CHRISTMAS BELOW THE EQUATOR
By E. J. Brunton
Horses, mules and burros are decked out with silver and leather bridles, strings of cookies, candies, fruits, vegetables, bottles of sugar cane liquor, and packs of cigarettes. Often the patient animals are ridden by whole roasted pigs or turkeys with paper money stuffed in their mouths. More often the rider is a local roasted delicacy known in Quichua as “cuye”. We Canadians know it as that cuddly household pet, the guinea pig, Recent entries to the scene are imported canned or bottled goods which are also strung on the
animals as a sign of significant wealth.
Each year a family will elect to decorate their horse for the event. The following year an uncle or cousin will take on the challenge and must always try to double or outdo what his predecessor has done. I imagine that explains why 16 wheeler trucks are beginning to replace the noble horse in recent years. Horses would stagger under the burden of such wealth.

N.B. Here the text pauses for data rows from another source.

impl GpuAllocator {
    /// Create a new allocator.
    ///
    /// `sharing` is applied to every buffer and image; it lists the queue
    /// families that touch uploaded resources.
    ///
    /// # Safety
    /// The instance, device, and physical device must be valid.
    pub unsafe fn new(
        instance: &ash::Instance,
        device: Arc<ash::Device>,
        physical_device: vk::PhysicalDevice,
        sharing: (vk::SharingMode, Vec<u32>),
        debug_names: Option<Arc<DebugNames>>,
    ) -> Result<Self> {
        let allocator = Allocator::new(&AllocatorCreateDesc {
            instance: instance.clone(),
            device: (*device).clone(),
            physical_device,
            debug_settings: gpu_allocator::AllocatorDebugSettings {
                log_memory_information: cfg!(debug_assertions),
                log_leaks_on_shutdown: true,
                store_stack_traces: false,
                log_allocations: false,
                log_frees: false,
                log_stack_traces: false,
            },
            buffer_device_address: false,
            allocation_sizes: Default::default(),
        })
        .map_err(|e| GpuError::AllocationFailed(e.to_string()))?;

        let (sharing_mode, sharing_families) = sharing;
        Ok(Self {
            allocator: Some(allocator),
            device,
            debug_names,
            sharing_mode,
            sharing_families,
        })
    }

    fn inner(&mut self) -> Result<&mut Allocator> {
        self.allocator
            .as_mut()
            .ok_or_else(|| GpuError::InvalidState("Allocator already shut down".to_string()))
    }

    fn name_object<H: vk::Handle>(&self, object: H, name: &str) {
        if let Some(names) = &self.debug_names {
            unsafe { names.set_name(object, name) };
        }
    }

    /// Allocate a buffer.
    pub fn create_buffer(
        &mut self,
        size: u64,
        usage: vk::BufferUsageFlags,
        locality: MemoryLocality,
        debug_name: &str,
    ) -> Result<GpuBuffer> {
        if size == 0 {
            return Err(GpuError::AllocationFailed(format!(
                "buffer {debug_name} has zero size"
            )));
        }

        let buffer_info = vk::BufferCreateInfo::default()
            .size(size)
            .usage(usage)
            .sharing_mode(self.sharing_mode)
            .queue_family_indices(&self.sharing_families);

        let buffer = unsafe { self.device.create_buffer(&buffer_info, None)? };
        let requirements = unsafe { self.device.get_buffer_memory_requirements(buffer) };

        let allocation = self.inner().and_then(|allocator| {
            allocator
                .allocate(&AllocationCreateDesc {
                    name: debug_name,
                    requirements,
                    location: locality.location(),
                    linear: true,
                    allocation_scheme: AllocationScheme::GpuAllocatorManaged,
                })
                .map_err(|e| GpuError::AllocationFailed(e.to_string()))
        });
        let allocation = match allocation {
            Ok(allocation) => allocation,
            Err(e) => {
                unsafe { self.device.destroy_buffer(buffer, None) };
                return Err(e);
            }
        };

        let mut gpu_buffer = GpuBuffer {
            buffer,
            allocation: Some(allocation),
            size,
        };

        let bound = unsafe {
            let allocation = gpu_buffer.allocation.as_ref();
            match allocation {
                Some(a) => self.device.bind_buffer_memory(buffer, a.memory(), a.offset()),
                None => Ok(()),
            }
        };
        if let Err(e) = bound {
            self.destroy_buffer(&mut gpu_buffer)?;
            return Err(e.into());
        }

        self.name_object(buffer, debug_name);
        Ok(gpu_buffer)
    }

    /// Release a buffer. Calling this again on the same buffer is a no-op.
    pub fn destroy_buffer(&mut self, buffer: &mut GpuBuffer) -> Result<()> {
        if let Some(allocation) = buffer.allocation.take() {
            self.inner()?
                .free(allocation)
                .map_err(|e| GpuError::AllocationFailed(e.to_string()))?;
        }

        if buffer.buffer != vk::Buffer::null() {
            unsafe { self.device.destroy_buffer(buffer.buffer, None) };
            buffer.buffer = vk::Buffer::null();
        }

        Ok(())
    }

    /// Allocate a 2D, single-mip, single-sample image together with a view.
    ///
    /// The image starts in `UNDEFINED` layout.
    pub fn create_image(
        &mut self,
        format: vk::Format,
        extent: vk::Extent2D,
        usage: vk::ImageUsageFlags,
        aspect: vk::ImageAspectFlags,
        debug_name: &str,
    ) -> Result<GpuImage> {
        let create_info = vk::ImageCreateInfo::default()
            .image_type(vk::ImageType::TYPE_2D)
            .format(format)
            .extent(vk::Extent3D {
                width: extent.width,
                height: extent.height,
                depth: 1,
            })
            .mip_levels(1)
            .array_layers(1)
            .samples(vk::SampleCountFlags::TYPE_1)
            .tiling(vk::ImageTiling::OPTIMAL)
            .usage(usage)
            .sharing_mode(self.sharing_mode)
            .queue_family_indices(&self.sharing_families)
            .initial_layout(vk::ImageLayout::UNDEFINED);

        let image = unsafe { self.device.create_image(&create_info, None)? };
        let requirements = unsafe { self.device.get_image_memory_requirements(image) };

        let allocation = self.inner().and_then(|allocator| {
            allocator
                .allocate(&AllocationCreateDesc {
                    name: debug_name,
                    requirements,
                    location: MemoryLocation::GpuOnly,
                    linear: false,
                    allocation_scheme: AllocationScheme::GpuAllocatorManaged,
                })
                .map_err(|e| GpuError::AllocationFailed(e.to_string()))
        });
        let allocation = match allocation {
            Ok(allocation) => allocation,
            Err(e) => {
                unsafe { self.device.destroy_image(image, None) };
                return Err(e);
            }
        };

        let mut gpu_image = GpuImage {
            image,
            view: vk::ImageView::null(),
            allocation: Some(allocation),
            format,
            extent,
            aspect,
            layout: vk::ImageLayout::UNDEFINED,
        };

        let view = unsafe {
            let bound = match gpu_image.allocation.as_ref() {
                Some(a) => self.device.bind_image_memory(image, a.memory(), a.offset()),
                None => Ok(()),
            };
            bound.and_then(|()| {
                let view_info = vk::ImageViewCreateInfo::default()
                    .image(image)
                    .view_type(vk::ImageViewType::TYPE_2D)
                    .format(format)
                    .components(vk::ComponentMapping::default())
                    .subresource_range(gpu_image.subresource_range());
                self.device.create_image_view(&view_info, None)
            })
        };
        match view {
            Ok(view) => gpu_image.view = view,
            Err(e) => {
                self.destroy_image(&mut gpu_image)?;
                return Err(e.into());
            }
        }

        self.name_object(image, debug_name);
        Ok(gpu_image)
    }

    /// Release an image and its view. Calling this again is a no-op.
    pub fn destroy_image(&mut self, image: &mut GpuImage) -> Result<()> {
        if image.view != vk::ImageView::null() {
            unsafe { self.device.destroy_image_view(image.view, None) };
            image.view = vk::ImageView::null();
        }

        if let Some(allocation) = image.allocation.take() {
            self.inner()?
                .free(allocation)
                .map_err(|e| GpuError::AllocationFailed(e.to_string()))?;
        }

        if image.image != vk::Image::null() {
            unsafe { self.device.destroy_image(image.image, None) };
            image.image = vk::Image::null();
        }

        Ok(())
    }

    /// Current usage figures.
    pub fn snapshot_stats(&self) -> MemoryStats {
        let Some(allocator) = self.allocator.as_ref() else {
            return MemoryStats::default();
        };
        let report = allocator.generate_report();

        let reserved: u64 = report.blocks.iter().map(|block| block.size).sum();
        let used: u64 = report.allocations.iter().map(|a| a.size).sum();

        MemoryStats {
            used_bytes: used,
            unused_bytes: reserved.saturating_sub(used),
            block_count: report.blocks.len(),
            allocation_count: report.allocations.len(),
        }
    }

    /// Write usage figures and the live allocation list as TOML.
    pub fn write_stats_dump(&self, path: &Path) -> prism_core::Result<()> {
        let stats = self.snapshot_stats();
        let allocations = self
            .allocator
            .as_ref()
            .map(|allocator| {
                allocator
                    .generate_report()
                    .allocations
                    .into_iter()
                    .map(|a| AllocationEntry {
                        name: a.name,
                        size: a.size,
                    })
                    .collect()
            })
            .unwrap_or_default();

        let dump = toml::to_string_pretty(&StatsDump {
            total: &stats,
            allocations,
        })?;

        if let Some(parent) = path.parent() {
            std::fs::create_dir_all(parent)?;
        }
        std::fs::write(path, dump)?;
        Ok(())
    }

    /// Shutdown the allocator, freeing all GPU memory.
    ///
    /// This must be called before the Vulkan device is destroyed.
    /// Any remaining allocations will be freed (and logged as leaks).
    pub fn shutdown(&mut self) {
        let stats = self.snapshot_stats();
        if stats.used_bytes > 0 {
            tracing::warn!(
                "{} allocation(s) totalling {} bytes still alive at allocator shutdown",
                stats.allocation_count,
                stats.used_bytes
            );
        }
        self.allocator = None;
    }
}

Indigenous children in native costume perform a dance not unlike the English maypole dance. Each dancer, holding a colorful ribbon, weaves his way through intricate steps while winding and then unwinding the ribbons as he retraces his steps. Accompanying the dancers are groups playing the “rondador” (pan flute) cow hide drums, strings of shells, “bocina” (a several yards long instrument made partially from cow horn), and tiny ukulele-like instruments formed from entire armadillo hides called “charangos”.
Village bands from outlying areas playing tubas, drums and trumpets consume quantities of contraband cane liquor as they compete with ghetto blasters clutched by the little Christ Child and Virgin Mary look-a-likes. Ironically the song was often Madonna’s “Like a Virgin.” No one seems to mind the cacophony.
Thirsty watchers quaff from a smeary communal glass, some dubious home-made liquids, carried in grimy pails by the vendors. The lone glass is carefully swished out after each use in the one bucket of murky water which will have to last throughout the entire parade.
The mingled aromas of shish-ka-bob like “chusos”, fried “llapingachos”(potato cakes), deep-fried, thinly sliced “chifles” of plantain and mouth watering slices from a whole roasted pig with its eyes, ears, hooves and tail intact, mingle to tickle your palate. You can have these on a take out basis, wrapped up in an environmentally friendly leaf, or you can eat at the stand from another communal dish. May I recommend the leaf?
Making your way home you catch sight of some of the participants straggling away from the parade followed by bands of laughing children who try to steal the candies and cookies which
adorn the exhausted horses. I hear that the food is handed out to the needy after the parade.
After all Christmas is for sharing in any part of the world.